Dans la présentation de leur article qui s'attache
à confronter la ligne politique de leur parti
à leur propre expérience et aux aspirations
des masses au changement, D, Ouaki et D. Lapostre exposent
la méthode qu'ils utilisent. " Pour
répondre à ces questions, il est indispensable
pour qui se réclame du marxisme de tirer un bilan de
l'activité du parti pendant ces six dernières
années. Cela ne veut pas dire donner des
leçons, régler des comptes. Tirer un bilan,
c'est voir si nous avons atteint nos objectifs, savoir
quelle erreurs nous avons pu commettre et, à partir
de là, se fixer de nouvelles perspectives qui
permettront de mener victorieusement la lutte contre le
pouvoir réactionnaire en place, pour le
socialisme".
- En cela, nous sommes d'accord : le seul
critère de vérité, c'est, en
dernière analyse, la pratique.
- Et concernant la ligne suivie par un parti dont
l'objectif proclamé est de conduire la classe
ouvrière, et du même coup l'ensemble du
peuple, à la victoire dans sa lutte pour
l'émancipation, c'est aux progrès de cette
lutte qu'il faut mesurer la justesse de la ligne. Bien
entendu, il ne s'agit pas là d'ignorer les
conditions concrètes dans lesquelles celle-ci se
développe et qui peuvent provoquer reculs et
détours. Non, adopter ce point de vue, c'est
mettre au premier plan la responsabilité du parti
révolutionnaire, dont l'activité, en
définitive, conditionne l'essor du mouvement des
masses. Adopter ce point de vue, c'est rejeter du
même coup la théorie irresponsable mise au
point par les dirigeants du PCF pour se laver les mains
de l'échec auquel ils ont conduit les
travailleurs.
- A propos de cet échec, récusant les
explications qu'en ont fournies la direction du PCF mais
aussi
- " Elleinstein et ses comparses ". Il est
écrit dans l'article: " Pour moi,
l'échec réside dans la nature même de
l'union (union au sommet) du Programme commun (programme
de démocratisation de l'Etat capitaliste et non
programme de rupture". Notre point d'accord avec
cette analyse réside dans la remise en cause de la
nature et de la stratégie du PCF et il
s'arrête là. En effet, des deux termes "
Union " et " Programme", n'est-ce pas le deuxième
qui est déterminant ? Tant il est vrai que ce sont
la nature et le contenu du programme qui conditionnent le
type d'alliance destiné à le promouvoir. Du
même coup, n'est-ce pas un peu discuter en vain que
de s'en tenir au débat union au sommet/union
à la base, si le programme n'est pas " un
programme de rupture " avec le capitalisme ? Ou, pour
parler plus net, un programme de destruction de
l'appareil d'Etat capitaliste.
La
"démocratisation de l'Etat" : une illusion
- Or, c'est précisément ce que n'a jamais
été le programme commun qui s'inscrit
entièrement dans
- le cadre du système capitaliste. S'agit-il
pour autant d'un programme de " démocratisation
de l'État capitaliste " ? A notre avis, non.
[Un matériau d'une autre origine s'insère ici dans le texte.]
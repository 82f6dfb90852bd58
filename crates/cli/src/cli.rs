use crate::tracing::{LogLevel, TracingFormat};
use clap::{Parser, Subcommand, ValueEnum};
use relnote_changelog::DEFAULT_MAX_LEFTOVERS;
use std::path::PathBuf;

#[derive(Parser, Debug)]
#[command(name = "relnote")]
#[command(about = "Generate changelogs and version bumps from git history and pull requests")]
#[command(long_about = None)]
#[command(version)]
pub struct Cli {
    #[command(subcommand)]
    pub command: Commands,

    #[arg(
        short = 'l',
        long,
        global = true,
        help = "Set logging level",
        default_value = "warn",
        value_enum
    )]
    pub level: LogLevel,

    #[arg(long, global = true, help = "Output logs in JSON format")]
    pub json: bool,

    #[arg(
        long,
        global = true,
        help = "Log output format",
        default_value = "compact",
        value_enum
    )]
    pub log_format: TracingFormat,

    #[arg(
        long,
        global = true,
        help = "Path to the repository root",
        default_value = "."
    )]
    pub root: PathBuf,

    #[arg(
        long,
        global = true,
        env = "GITHUB_REPOSITORY",
        help = "Repository used for links, as owner/name or a full URL",
        default_value = ""
    )]
    pub repo: String,

    #[arg(
        long,
        global = true,
        env = "GITHUB_SERVER_URL",
        help = "Base URL of the code host",
        default_value = "https://github.com"
    )]
    pub server_url: String,
}

impl Cli {
    /// Log format, with `--json` taking precedence.
    pub fn tracing_format(&self) -> TracingFormat {
        if self.json {
            TracingFormat::Json
        } else {
            self.log_format
        }
    }

    /// Base URL for pull request and commit links.
    pub fn repo_url(&self) -> String {
        let repo = self.repo.trim().trim_end_matches('/');
        if repo.is_empty() || repo.contains("://") {
            return repo.to_string();
        }
        format!("{}/{repo}", self.server_url.trim_end_matches('/'))
    }
}

#[derive(Debug, Clone, Copy, PartialEq, Eq, ValueEnum)]
pub enum OutputFormat {
    /// The changelog as Markdown
    Markdown,
    /// The full result as JSON
    Json,
}

#[derive(Subcommand, Debug)]
pub enum Commands {
    #[command(about = "Print the changelog of the changes since a revision")]
    Generate {
        #[arg(long, help = "Base revision, usually the previous release tag")]
        since: String,
        #[arg(
            long,
            help = "Maximum number of uncategorized entries",
            default_value_t = DEFAULT_MAX_LEFTOVERS
        )]
        max_leftovers: usize,
        #[arg(long, help = "JSON file mapping commit hashes to pull request data")]
        pr_data: Option<PathBuf>,
        #[arg(long, help = "Output format", default_value = "markdown", value_enum)]
        format: OutputFormat,
    },
    #[command(about = "Print the version bump implied by the changes since a revision")]
    Bump {
        #[arg(long, help = "Base revision, usually the previous release tag")]
        since: String,
        #[arg(long, help = "Current version, to also print the next one")]
        current: Option<String>,
        #[arg(long, help = "JSON file mapping commit hashes to pull request data")]
        pr_data: Option<PathBuf>,
    },
    #[command(about = "Print the changelog section of a release")]
    Find {
        #[arg(long, help = "Changelog file", default_value = "CHANGELOG.md")]
        file: PathBuf,
        #[arg(help = "Release tag or version, e.g. v1.2.3")]
        tag: String,
        #[arg(long, help = "Fall back to the Unreleased section")]
        unreleased: bool,
    },
    #[command(about = "Add a release section on top of the changelog")]
    Prepend {
        #[arg(long, help = "Changelog file", default_value = "CHANGELOG.md")]
        file: PathBuf,
        #[arg(long, help = "Section title, usually the new version")]
        name: String,
        #[arg(long, help = "Generate the section body from the changes since this revision")]
        since: Option<String>,
        #[arg(
            long,
            help = "Maximum number of uncategorized entries",
            default_value_t = DEFAULT_MAX_LEFTOVERS
        )]
        max_leftovers: usize,
        #[arg(long, help = "JSON file mapping commit hashes to pull request data")]
        pr_data: Option<PathBuf>,
    },
    #[command(about = "Remove a release section from the changelog")]
    Remove {
        #[arg(long, help = "Changelog file", default_value = "CHANGELOG.md")]
        file: PathBuf,
        #[arg(long, help = "Section title to remove")]
        name: String,
    },
}

#[cfg(test)]
mod tests {
    use super::*;

    fn parse(args: &[&str]) -> Cli {
        Cli::try_parse_from(args).unwrap()
    }

    #[test]
    fn test_generate_defaults() {
        let cli = parse(&["relnote", "generate", "--since", "v1.0.0", "--repo", "acme/widgets"]);
        match cli.command {
            Commands::Generate {
                ref since,
                max_leftovers,
                ref pr_data,
                format,
            } => {
                assert_eq!(since, "v1.0.0");
                assert_eq!(max_leftovers, DEFAULT_MAX_LEFTOVERS);
                assert!(pr_data.is_none());
                assert_eq!(format, OutputFormat::Markdown);
            }
            other => panic!("unexpected command: {other:?}"),
        }
        assert_eq!(cli.level, LogLevel::Warn);
        assert_eq!(cli.tracing_format(), TracingFormat::Compact);
    }

    #[test]
    fn test_global_flags_after_subcommand() {
        let cli = parse(&["relnote", "find", "v2.0.0", "--unreleased", "--level", "debug", "--json"]);
        assert_eq!(cli.level, LogLevel::Debug);
        assert!(cli.json);
        assert_eq!(cli.tracing_format(), TracingFormat::Json);
        assert!(matches!(cli.command, Commands::Find { unreleased: true, .. }));
    }

    #[test]
    fn test_since_is_required() {
        assert!(Cli::try_parse_from(["relnote", "bump"]).is_err());
    }

    #[test]
    fn test_repo_url() {
        let mut cli = parse(&["relnote", "remove", "--name", "1.0.0", "--repo", "acme/widgets"]);
        assert_eq!(cli.repo_url(), "https://github.com/acme/widgets");

        cli.server_url = "https://git.example.com/".to_string();
        assert_eq!(cli.repo_url(), "https://git.example.com/acme/widgets");

        cli.repo = "https://gitlab.com/acme/widgets/".to_string();
        assert_eq!(cli.repo_url(), "https://gitlab.com/acme/widgets");
    }
}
" Démocratisation " aussi bien que "
réforme de structure " et tout l'arsenal des
théories qui servent à parer
l'aménagement du système de vertus
révolutionnaire ne sont que des mots. Nationaliser a
grande échelle, c'est certainement "
léser " un certain nombre
d'intérêts capitalistes particuliers, mais du
point de vue de l'État capitaliste ( et c'est cela
qui intéresse les marxistes), n'est-ce pas de son
renforcement dont il faut parler ? D'un renforcement du
capitalisme monopoliste d'Etat. C'était l'opinion de
Thorez et du PCF en 1934 (1).
C'est encore notre opinion aujourd'hui. Il ne s'agit
pas d'archaïsme de notre part; simplement rien dans la
réalité du système ne justifie ni ne
nécessite la remise en cause de cette analyse.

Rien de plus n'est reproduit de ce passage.